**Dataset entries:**
━━━━━━━━━━━━━━━━
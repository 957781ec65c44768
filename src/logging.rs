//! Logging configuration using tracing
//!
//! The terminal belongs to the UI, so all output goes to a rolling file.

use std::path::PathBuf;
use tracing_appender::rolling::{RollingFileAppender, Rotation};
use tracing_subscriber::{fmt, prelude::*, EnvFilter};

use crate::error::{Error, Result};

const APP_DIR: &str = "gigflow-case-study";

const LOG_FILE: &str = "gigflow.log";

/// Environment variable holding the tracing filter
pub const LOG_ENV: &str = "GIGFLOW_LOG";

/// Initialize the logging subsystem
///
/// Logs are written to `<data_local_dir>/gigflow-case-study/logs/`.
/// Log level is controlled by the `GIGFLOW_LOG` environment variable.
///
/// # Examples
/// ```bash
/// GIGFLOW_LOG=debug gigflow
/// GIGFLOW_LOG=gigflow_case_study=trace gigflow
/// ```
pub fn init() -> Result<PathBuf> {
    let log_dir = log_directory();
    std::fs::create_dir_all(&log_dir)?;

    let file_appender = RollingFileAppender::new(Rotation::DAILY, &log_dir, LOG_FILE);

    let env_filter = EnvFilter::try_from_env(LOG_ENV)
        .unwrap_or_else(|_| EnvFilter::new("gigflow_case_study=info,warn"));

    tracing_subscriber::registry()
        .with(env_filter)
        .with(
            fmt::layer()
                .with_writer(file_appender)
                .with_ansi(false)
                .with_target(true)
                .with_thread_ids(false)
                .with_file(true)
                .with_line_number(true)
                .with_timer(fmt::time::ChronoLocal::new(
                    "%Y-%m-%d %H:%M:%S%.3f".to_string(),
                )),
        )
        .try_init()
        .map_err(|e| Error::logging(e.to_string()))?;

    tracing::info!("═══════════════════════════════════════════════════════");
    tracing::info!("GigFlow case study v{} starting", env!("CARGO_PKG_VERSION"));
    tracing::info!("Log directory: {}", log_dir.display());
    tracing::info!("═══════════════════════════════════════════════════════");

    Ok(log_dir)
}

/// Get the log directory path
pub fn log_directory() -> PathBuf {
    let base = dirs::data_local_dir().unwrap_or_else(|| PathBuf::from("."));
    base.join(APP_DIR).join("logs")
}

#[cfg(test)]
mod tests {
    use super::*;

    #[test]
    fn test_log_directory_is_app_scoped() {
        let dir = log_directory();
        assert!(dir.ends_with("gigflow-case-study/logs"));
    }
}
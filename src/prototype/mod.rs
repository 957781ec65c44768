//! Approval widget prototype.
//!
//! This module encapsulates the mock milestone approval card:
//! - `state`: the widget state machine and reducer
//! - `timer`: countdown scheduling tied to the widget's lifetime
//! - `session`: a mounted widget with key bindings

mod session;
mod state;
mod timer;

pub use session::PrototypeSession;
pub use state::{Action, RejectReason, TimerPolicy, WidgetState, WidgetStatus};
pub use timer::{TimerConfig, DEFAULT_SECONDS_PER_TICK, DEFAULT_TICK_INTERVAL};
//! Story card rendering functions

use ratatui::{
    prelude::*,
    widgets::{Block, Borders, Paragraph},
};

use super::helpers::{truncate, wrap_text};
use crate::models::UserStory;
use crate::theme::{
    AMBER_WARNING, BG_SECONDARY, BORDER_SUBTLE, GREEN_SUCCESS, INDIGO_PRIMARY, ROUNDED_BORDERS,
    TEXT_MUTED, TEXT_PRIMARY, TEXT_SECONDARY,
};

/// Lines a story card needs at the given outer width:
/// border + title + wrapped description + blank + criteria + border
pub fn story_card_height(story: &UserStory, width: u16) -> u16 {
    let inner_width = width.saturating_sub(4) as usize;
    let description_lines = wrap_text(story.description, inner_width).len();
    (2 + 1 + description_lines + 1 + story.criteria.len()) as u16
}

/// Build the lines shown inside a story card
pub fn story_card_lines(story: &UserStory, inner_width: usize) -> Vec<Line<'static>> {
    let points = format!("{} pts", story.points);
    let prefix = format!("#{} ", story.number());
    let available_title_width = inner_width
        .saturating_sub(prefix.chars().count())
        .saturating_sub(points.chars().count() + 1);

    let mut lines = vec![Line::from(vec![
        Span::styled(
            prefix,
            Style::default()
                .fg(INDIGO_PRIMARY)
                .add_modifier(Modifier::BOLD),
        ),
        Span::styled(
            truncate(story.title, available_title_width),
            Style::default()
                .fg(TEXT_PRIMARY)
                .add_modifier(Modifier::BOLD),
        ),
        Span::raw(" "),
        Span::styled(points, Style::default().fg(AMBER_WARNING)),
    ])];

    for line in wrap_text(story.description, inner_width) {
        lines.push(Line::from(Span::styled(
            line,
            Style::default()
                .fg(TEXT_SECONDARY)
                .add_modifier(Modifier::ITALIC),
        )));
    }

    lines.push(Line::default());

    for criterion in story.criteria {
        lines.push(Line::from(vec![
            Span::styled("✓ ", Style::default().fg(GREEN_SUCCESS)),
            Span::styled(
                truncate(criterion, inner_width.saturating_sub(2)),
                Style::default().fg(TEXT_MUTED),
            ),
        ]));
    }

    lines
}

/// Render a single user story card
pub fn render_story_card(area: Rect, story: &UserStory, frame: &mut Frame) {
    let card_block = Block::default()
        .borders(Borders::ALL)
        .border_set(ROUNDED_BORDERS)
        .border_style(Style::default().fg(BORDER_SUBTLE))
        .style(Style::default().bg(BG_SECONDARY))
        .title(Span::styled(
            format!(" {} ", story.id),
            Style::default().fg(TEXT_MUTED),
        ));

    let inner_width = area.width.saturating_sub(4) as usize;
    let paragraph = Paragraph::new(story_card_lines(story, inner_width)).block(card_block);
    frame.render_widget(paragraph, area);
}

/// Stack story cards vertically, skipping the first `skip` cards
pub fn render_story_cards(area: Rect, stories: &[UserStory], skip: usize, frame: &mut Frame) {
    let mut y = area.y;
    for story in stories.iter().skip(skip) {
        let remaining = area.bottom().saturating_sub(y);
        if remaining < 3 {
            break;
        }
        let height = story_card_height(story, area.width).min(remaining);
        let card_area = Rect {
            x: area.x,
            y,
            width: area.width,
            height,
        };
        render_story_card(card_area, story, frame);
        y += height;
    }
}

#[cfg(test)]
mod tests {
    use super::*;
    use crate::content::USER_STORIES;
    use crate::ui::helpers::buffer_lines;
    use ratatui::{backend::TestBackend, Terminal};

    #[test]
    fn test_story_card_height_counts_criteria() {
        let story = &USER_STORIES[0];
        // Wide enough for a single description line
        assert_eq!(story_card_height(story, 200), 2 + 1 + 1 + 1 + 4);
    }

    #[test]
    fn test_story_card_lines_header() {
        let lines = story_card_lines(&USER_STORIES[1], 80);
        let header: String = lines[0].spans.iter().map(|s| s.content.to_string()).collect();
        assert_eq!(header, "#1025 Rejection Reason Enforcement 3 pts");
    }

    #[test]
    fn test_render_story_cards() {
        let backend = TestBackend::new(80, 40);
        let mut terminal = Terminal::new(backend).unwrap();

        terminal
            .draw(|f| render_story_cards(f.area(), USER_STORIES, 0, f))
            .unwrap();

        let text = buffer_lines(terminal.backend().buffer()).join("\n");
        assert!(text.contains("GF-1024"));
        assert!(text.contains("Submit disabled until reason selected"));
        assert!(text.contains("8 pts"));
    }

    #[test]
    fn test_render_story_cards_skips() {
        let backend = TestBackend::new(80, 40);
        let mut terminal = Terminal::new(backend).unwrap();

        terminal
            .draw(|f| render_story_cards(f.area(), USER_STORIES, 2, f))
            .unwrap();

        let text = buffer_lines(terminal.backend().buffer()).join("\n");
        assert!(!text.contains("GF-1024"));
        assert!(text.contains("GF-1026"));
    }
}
━━━━━━━━━━━━━━━━
**To do:**
Repeat all entries. Match them exactly.

**Written solution:**
repository 957781ec65c44768
filename src/logging.rs
//! Logging configuration using tracing
//!
//! The terminal belongs to the UI, so all output goes to a rolling file.

use std::path::PathBuf;
use tracing_appender::rolling::{RollingFileAppender, Rotation};
use tracing_subscriber::{fmt, prelude::*, EnvFilter};

use crate::error::{Error, Result};

const APP_DIR: &str = "gigflow-case-study";

const LOG_FILE: &str = "gigflow.log";

/// Environment variable holding the tracing filter
pub const LOG_ENV: &str = "GIGFLOW_LOG";

/// Initialize the logging subsystem
///
/// Logs are written to `<data_local_dir>/gigflow-case-study/logs/`.
/// Log level is controlled by the `GIGFLOW_LOG` environment variable.
///
/// # Examples
/// ```bash
/// GIGFLOW_LOG=debug gigflow
/// GIGFLOW_LOG=gigflow_case_study=trace gigflow
/// ```
pub fn init() -> Result<PathBuf> {
    let log_dir = log_directory();
    std::fs::create_dir_all(&log_dir)?;

    let file_appender = RollingFileAppender::new(Rotation::DAILY, &log_dir, LOG_FILE);

    let env_filter = EnvFilter::try_from_env(LOG_ENV)
        .unwrap_or_else(|_| EnvFilter::new("gigflow_case_study=info,warn"));

    tracing_subscriber::registry()
        .with(env_filter)
        .with(
            fmt::layer()
                .with_writer(file_appender)
                .with_ansi(false)
                .with_target(true)
                .with_thread_ids(false)
                .with_file(true)
                .with_line_number(true)
                .with_timer(fmt::time::ChronoLocal::new(
                    "%Y-%m-%d %H:%M:%S%.3f".to_string(),
                )),
        )
        .try_init()
        .map_err(|e| Error::logging(e.to_string()))?;

    tracing::info!("═══════════════════════════════════════════════════════");
    tracing::info!("GigFlow case study v{} starting", env!("CARGO_PKG_VERSION"));
    tracing::info!("Log directory: {}", log_dir.display());
    tracing::info!("═══════════════════════════════════════════════════════");

    Ok(log_dir)
}

/// Get the log directory path
pub fn log_directory() -> PathBuf {
    let base = dirs::data_local_dir().unwrap_or_else(|| PathBuf::from("."));
    base.join(APP_DIR).join("logs")
}

#[cfg(test)]
mod tests {
    use super::*;

    #[test]
    fn test_log_directory_is_app_scoped() {
        let dir = log_directory();
        assert!(dir.ends_with("gigflow-case-study/logs"));
    }
}
filename src/prototype/mod.rs
repository 957781ec65c44768
//! Approval widget prototype.
//!
//! This module encapsulates the mock milestone approval card:
//! - `state`: the widget state machine and reducer
//! - `timer`: countdown scheduling tied to the widget's lifetime
//! - `session`: a mounted widget with key bindings

mod session;
mod state;
mod timer;

pub use session::PrototypeSession;
pub use state::{Action, RejectReason, TimerPolicy, WidgetState, WidgetStatus};
pub use timer::{TimerConfig, DEFAULT_SECONDS_PER_TICK, DEFAULT_TICK_INTERVAL};
//! Story card rendering functions

use ratatui::{
    prelude::*,
    widgets::{Block, Borders, Paragraph},
};

use super::helpers::{truncate, wrap_text};
use crate::models::UserStory;
use crate::theme::{
    AMBER_WARNING, BG_SECONDARY, BORDER_SUBTLE, GREEN_SUCCESS, INDIGO_PRIMARY, ROUNDED_BORDERS,
    TEXT_MUTED, TEXT_PRIMARY, TEXT_SECONDARY,
};

/// Lines a story card needs at the given outer width:
/// border + title + wrapped description + blank + criteria + border
pub fn story_card_height(story: &UserStory, width: u16) -> u16 {
    let inner_width = width.saturating_sub(4) as usize;
    let description_lines = wrap_text(story.description, inner_width).len();
    (2 + 1 + description_lines + 1 + story.criteria.len()) as u16
}

/// Build the lines shown inside a story card
pub fn story_card_lines(story: &UserStory, inner_width: usize) -> Vec<Line<'static>> {
    let points = format!("{} pts", story.points);
    let prefix = format!("#{} ", story.number());
    let available_title_width = inner_width
        .saturating_sub(prefix.chars().count())
        .saturating_sub(points.chars().count() + 1);

    let mut lines = vec![Line::from(vec![
        Span::styled(
            prefix,
            Style::default()
                .fg(INDIGO_PRIMARY)
                .add_modifier(Modifier::BOLD),
        ),
        Span::styled(
            truncate(story.title, available_title_width),
            Style::default()
                .fg(TEXT_PRIMARY)
                .add_modifier(Modifier::BOLD),
        ),
        Span::raw(" "),
        Span::styled(points, Style::default().fg(AMBER_WARNING)),
    ])];

    for line in wrap_text(story.description, inner_width) {
        lines.push(Line::from(Span::styled(
            line,
            Style::default()
                .fg(TEXT_SECONDARY)
                .add_modifier(Modifier::ITALIC),
        )));
    }

    lines.push(Line::default());

    for criterion in story.criteria {
        lines.push(Line::from(vec![
            Span::styled("✓ ", Style::default().fg(GREEN_SUCCESS)),
            Span::styled(
                truncate(criterion, inner_width.saturating_sub(2)),
                Style::default().fg(TEXT_MUTED),
            ),
        ]));
    }

    lines
}

/// Render a single user story card
pub fn render_story_card(area: Rect, story: &UserStory, frame: &mut Frame) {
    let card_block = Block::default()
        .borders(Borders::ALL)
        .border_set(ROUNDED_BORDERS)
        .border_style(Style::default().fg(BORDER_SUBTLE))
        .style(Style::default().bg(BG_SECONDARY))
        .title(Span::styled(
            format!(" {} ", story.id),
            Style::default().fg(TEXT_MUTED),
        ));

    let inner_width = area.width.saturating_sub(4) as usize;
    let paragraph = Paragraph::new(story_card_lines(story, inner_width)).block(card_block);
    frame.render_widget(paragraph, area);
}

/// Stack story cards vertically, skipping the first `skip` cards
pub fn render_story_cards(area: Rect, stories: &[UserStory], skip: usize, frame: &mut Frame) {
    let mut y = area.y;
    for story in stories.iter().skip(skip) {
        let remaining = area.bottom().saturating_sub(y);
        if remaining < 3 {
            break;
        }
        let height = story_card_height(story, area.width).min(remaining);
        let card_area = Rect {
            x: area.x,
            y,
            width: area.width,
            height,
        };
        render_story_card(card_area, story, frame);
        y += height;
    }
}

#[cfg(test)]
mod tests {
    use super::*;
    use crate::content::USER_STORIES;
    use crate::ui::helpers::buffer_lines;
    use ratatui::{backend::TestBackend, Terminal};

    #[test]
    fn test_story_card_height_counts_criteria() {
        let story = &USER_STORIES[0];
        // Wide enough for a single description line
        assert_eq!(story_card_height(story, 200), 2 + 1 + 1 + 1 + 4);
    }

    #[test]
    fn test_story_card_lines_header() {
        let lines = story_card_lines(&USER_STORIES[1], 80);
        let header: String = lines[0].spans.iter().map(|s| s.content.to_string()).collect();
        assert_eq!(header, "#1025 Rejection Reason Enforcement 3 pts");
    }

    #[test]
    fn test_render_story_cards() {
        let backend = TestBackend::new(80, 40);
        let mut terminal = Terminal::new(backend).unwrap();

        terminal
            .draw(|f| render_story_cards(f.area(), USER_STORIES, 0, f))
            .unwrap();

        let text = buffer_lines(terminal.backend().buffer()).join("\n");
        assert!(text.contains("GF-1024"));
        assert!(text.contains("Submit disabled until reason selected"));
        assert!(text.contains("8 pts"));
    }

    #[test]
    fn test_render_story_cards_skips() {
        let backend = TestBackend::new(80, 40);
        let mut terminal = Terminal::new(backend).unwrap();

        terminal
            .draw(|f| render_story_cards(f.area(), USER_STORIES, 2, f))
            .unwrap();

        let text = buffer_lines(terminal.backend().buffer()).join("\n");
        assert!(!text.contains("GF-1024"));
        assert!(text.contains("GF-1026"));
    }
}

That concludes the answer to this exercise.